I want to talk about your discussion about the increased role of NGOs and activists particularly, an area that I would like to explore more in my responsibilities. One of the things that we have seen is the ability for them to react very quickly, particularly in catastrophic situations. Think of the tsunami that we had and how those NGOs were able to get aid into countries, and there are organizations like those you mentioned, the Bill & Melinda Gates Foundation. What comes to mind for me is World Vision and the great work they do around the world, or the international Red Cross and how responsive they are able to be.

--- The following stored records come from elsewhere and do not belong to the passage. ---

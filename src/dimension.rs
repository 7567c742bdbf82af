//! Dimensions.
//!
//! A [`Dimension`] describes one axis of a layer:
//! - a [`DimensionName`], which identifies the axis across layers,
//! - ordered [`Coordinates`] (integer, floating point or date-time),
//! - its [`Sampling`]: point samples, or interval cells anchored at a [`Locus`] with a regular or irregular [`Span`],
//! - an optional coordinate reference system ([`Crs`]).
//!
//! Dimensions are immutable once attached to a layer.
//! Operations like [`Dimension::shift_locus`] and [`Dimension::select`] return a new dimension.

mod coordinates;
mod dimension_errors;
mod dimension_name;
mod locus;
mod merge;
mod sampling;

pub use coordinates::{CoordinateValue, Coordinates, Step};
pub use dimension_errors::DimensionError;
pub use dimension_name::DimensionName;
pub use merge::combine_dimensions;
pub use sampling::{Locus, Order, Sampling, Span};

use derive_more::Display;
use itertools::Itertools;

/// A coordinate reference system.
///
/// The definition (e.g. `EPSG:4326` or WKT) is carried through untouched and compared for identity only.
#[derive(Clone, Debug, PartialEq, Eq, Hash, Display)]
pub struct Crs(String);

impl Crs {
    /// Create a new coordinate reference system from its definition.
    #[must_use]
    pub fn new(definition: impl Into<String>) -> Self {
        Self(definition.into())
    }

    /// The definition of the coordinate reference system.
    #[must_use]
    pub fn as_str(&self) -> &str {
        &self.0
    }
}

impl From<&str> for Crs {
    fn from(definition: &str) -> Self {
        Self::new(definition)
    }
}

impl From<String> for Crs {
    fn from(definition: String) -> Self {
        Self::new(definition)
    }
}

/// A dimension of a layer.
#[derive(Clone, Debug, PartialEq)]
pub struct Dimension {
    name: DimensionName,
    coordinates: Coordinates,
    order: Order,
    sampling: Sampling,
    crs: Option<Crs>,
}

impl Dimension {
    /// Create a new point sampled dimension.
    #[must_use]
    pub fn new(name: impl Into<DimensionName>, coordinates: impl Into<Coordinates>) -> Self {
        let coordinates = coordinates.into();
        Self {
            name: name.into(),
            order: coordinates.order(),
            coordinates,
            sampling: Sampling::Points,
            crs: None,
        }
    }

    /// Create a new dimension with `sampling`.
    ///
    /// # Errors
    /// Returns [`DimensionError::IncompatibleStep`] or [`DimensionError::IncompatibleBounds`] if the span of `sampling` does not suit the coordinates.
    /// Integer and floating point coordinates accept integer and floating point steps and bounds, date-time coordinates need a duration step or date-time bounds.
    pub fn new_with_sampling(
        name: impl Into<DimensionName>,
        coordinates: impl Into<Coordinates>,
        sampling: Sampling,
    ) -> Result<Self, DimensionError> {
        let dimension = Self::new(name, coordinates);
        validate_sampling(&dimension.name, &dimension.coordinates, &sampling)?;
        Ok(Self {
            sampling,
            ..dimension
        })
    }

    /// Create a new regular interval sampled dimension.
    ///
    /// # Errors
    /// Returns [`DimensionError::IncompatibleStep`] if `step` does not suit the coordinates.
    pub fn regular(
        name: impl Into<DimensionName>,
        coordinates: impl Into<Coordinates>,
        step: impl Into<Step>,
        locus: Locus,
    ) -> Result<Self, DimensionError> {
        Self::new_with_sampling(name, coordinates, Sampling::regular(step, locus))
    }

    /// Create a new irregular interval sampled dimension, with the outer bounds of the axis.
    ///
    /// # Errors
    /// Returns [`DimensionError::IncompatibleBounds`] if the bounds do not suit the coordinates.
    pub fn irregular(
        name: impl Into<DimensionName>,
        coordinates: impl Into<Coordinates>,
        lower: impl Into<CoordinateValue>,
        upper: impl Into<CoordinateValue>,
        locus: Locus,
    ) -> Result<Self, DimensionError> {
        Self::new_with_sampling(name, coordinates, Sampling::irregular(lower, upper, locus))
    }

    /// Set the coordinate reference system.
    #[must_use]
    pub fn with_crs(mut self, crs: impl Into<Crs>) -> Self {
        self.crs = Some(crs.into());
        self
    }

    /// The dimension name.
    #[must_use]
    pub fn name(&self) -> &DimensionName {
        &self.name
    }

    /// The coordinates.
    #[must_use]
    pub fn coordinates(&self) -> &Coordinates {
        &self.coordinates
    }

    /// The number of coordinates.
    #[must_use]
    pub fn len(&self) -> usize {
        self.coordinates.len()
    }

    /// Returns true if the dimension has no coordinates.
    #[must_use]
    pub fn is_empty(&self) -> bool {
        self.coordinates.is_empty()
    }

    /// The coordinate order.
    #[must_use]
    pub fn order(&self) -> Order {
        self.order
    }

    /// The sampling.
    #[must_use]
    pub fn sampling(&self) -> &Sampling {
        &self.sampling
    }

    /// The locus of interval sampling, [`None`] for point sampling.
    #[must_use]
    pub fn locus(&self) -> Option<Locus> {
        self.sampling.locus()
    }

    /// The coordinate reference system.
    #[must_use]
    pub fn crs(&self) -> Option<&Crs> {
        self.crs.as_ref()
    }

    /// Select the coordinates at `indices`, keeping the remaining properties of the dimension.
    ///
    /// A regular span stays regular if the indices are evenly strided, with the step multiplied by the stride.
    /// Otherwise interval sampling becomes irregular, bounded by the outer edges of the first and last selected cells.
    /// Out of bounds indices are skipped.
    #[must_use]
    pub fn select(&self, indices: &[usize]) -> Self {
        let coordinates = self.coordinates.select(indices);
        let sampling = match &self.sampling {
            Sampling::Points => Sampling::Points,
            Sampling::Intervals { locus, span } => {
                let strided = match span {
                    Span::Regular(step) => uniform_stride(indices)
                        .and_then(|stride| step.multiply(stride))
                        .map(Span::Regular),
                    Span::Irregular { .. } => None,
                };
                Sampling::Intervals {
                    locus: *locus,
                    span: strided
                        .or_else(|| self.selected_bounds(indices))
                        .unwrap_or_else(|| span.clone()),
                }
            }
        };
        Self {
            name: self.name.clone(),
            order: coordinates.order(),
            coordinates,
            sampling,
            crs: self.crs.clone(),
        }
    }

    fn selected_bounds(&self, indices: &[usize]) -> Option<Span> {
        let first = *indices.first()?;
        let last = *indices.last()?;
        let edges = self.cell_edges().ok()?;
        Some(Span::Irregular {
            lower: edges.get(first)?,
            upper: edges.get(last + 1)?,
        })
    }

    /// Join dimensions end to end.
    ///
    /// Regular spans stay regular if every dimension has the same step and the joined coordinates are evenly spaced.
    /// Otherwise interval sampling becomes irregular, bounded by the outer edges of the first and last dimension.
    ///
    /// # Errors
    /// Returns a [`DimensionError`] if
    /// - `dimensions` is empty,
    /// - the dimension names differ,
    /// - the coordinates are of incompatible kinds, or
    /// - the sampling kind, locus or coordinate reference system differ.
    pub fn concat(dimensions: &[&Self]) -> Result<Self, DimensionError> {
        let (first, rest) = dimensions.split_first().ok_or(DimensionError::EmptyConcat)?;
        let mut coordinates = first.coordinates.clone();
        for dimension in rest {
            if dimension.name != first.name {
                return Err(DimensionError::NameMismatch(
                    first.name.clone(),
                    dimension.name.clone(),
                ));
            }
            if dimension.crs != first.crs
                || dimension.sampling.locus() != first.sampling.locus()
            {
                return Err(DimensionError::DimensionMismatch(first.name.clone()));
            }
            coordinates = coordinates
                .concat(&dimension.coordinates)
                .ok_or_else(|| DimensionError::IncompatibleCoordinates(first.name.clone()))?;
        }

        let sampling = match &first.sampling {
            Sampling::Points => Sampling::Points,
            Sampling::Intervals { locus, span } => {
                let regular = match span {
                    Span::Regular(step) => dimensions
                        .iter()
                        .all(|dimension| dimension.sampling.span() == Some(span))
                        && coordinates.is_regular(step),
                    Span::Irregular { .. } => false,
                };
                if regular {
                    Sampling::Intervals {
                        locus: *locus,
                        span: span.clone(),
                    }
                } else {
                    let first_edges = first.cell_edges()?;
                    let last = dimensions.last().unwrap_or(first);
                    let last_edges = last.cell_edges()?;
                    let (Some(lower), Some(upper)) = (first_edges.first(), last_edges.last())
                    else {
                        return Err(DimensionError::UnsupportedOperation(format!(
                            "cannot concatenate empty interval dimension {}",
                            first.name
                        )));
                    };
                    Sampling::Intervals {
                        locus: *locus,
                        span: Span::Irregular { lower, upper },
                    }
                }
            }
        };

        Ok(Self {
            name: first.name.clone(),
            order: coordinates.order(),
            coordinates,
            sampling,
            crs: first.crs.clone(),
        })
    }
}

fn uniform_stride(indices: &[usize]) -> Option<usize> {
    if indices.len() < 2 {
        return Some(1);
    }
    let strides: Vec<usize> = indices
        .iter()
        .tuple_windows()
        .map(|(a, b)| b.checked_sub(*a))
        .collect::<Option<_>>()?;
    match strides.first() {
        Some(stride) if *stride > 0 && strides.iter().all_equal() => Some(*stride),
        _ => None,
    }
}

fn validate_sampling(
    name: &DimensionName,
    coordinates: &Coordinates,
    sampling: &Sampling,
) -> Result<(), DimensionError> {
    match sampling.span() {
        None => Ok(()),
        Some(Span::Regular(step)) => {
            if coordinates.is_time() == matches!(step, Step::Duration(_)) {
                Ok(())
            } else {
                Err(DimensionError::IncompatibleStep {
                    dimension: name.clone(),
                    step: *step,
                })
            }
        }
        Some(Span::Irregular { lower, upper }) => {
            if lower.is_time() == coordinates.is_time() && upper.is_time() == coordinates.is_time()
            {
                Ok(())
            } else {
                Err(DimensionError::IncompatibleBounds(name.clone()))
            }
        }
    }
}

I go back then to the discussion about the budgets, where we see that CIDA has more money in its budget than DFAIT does. I am wondering, and this is purely speculation on my part, if there is a significant change in the ability of technology. My sister worked for USAID in Kenya for a number of years and she commented about how, over her years there, the differences in technology--even in the years that she was in the office--increased the ability of USAID to get goods to the ground for the people who needed them. Is that perhaps part of what we're seeing here, that the money has been shifted from DFAIT into CIDA, and rightly so, because then we can supply more health services, more food services, more education services? Is that part of this equation?
I read the Thomas Friedman book, The World Is Flat: A Brief History of the Twenty-First Century , and he talks significantly about the ability in communications and how that has changed so much of what we're doing. Is it possible that is part of what we're seeing here in this changing world?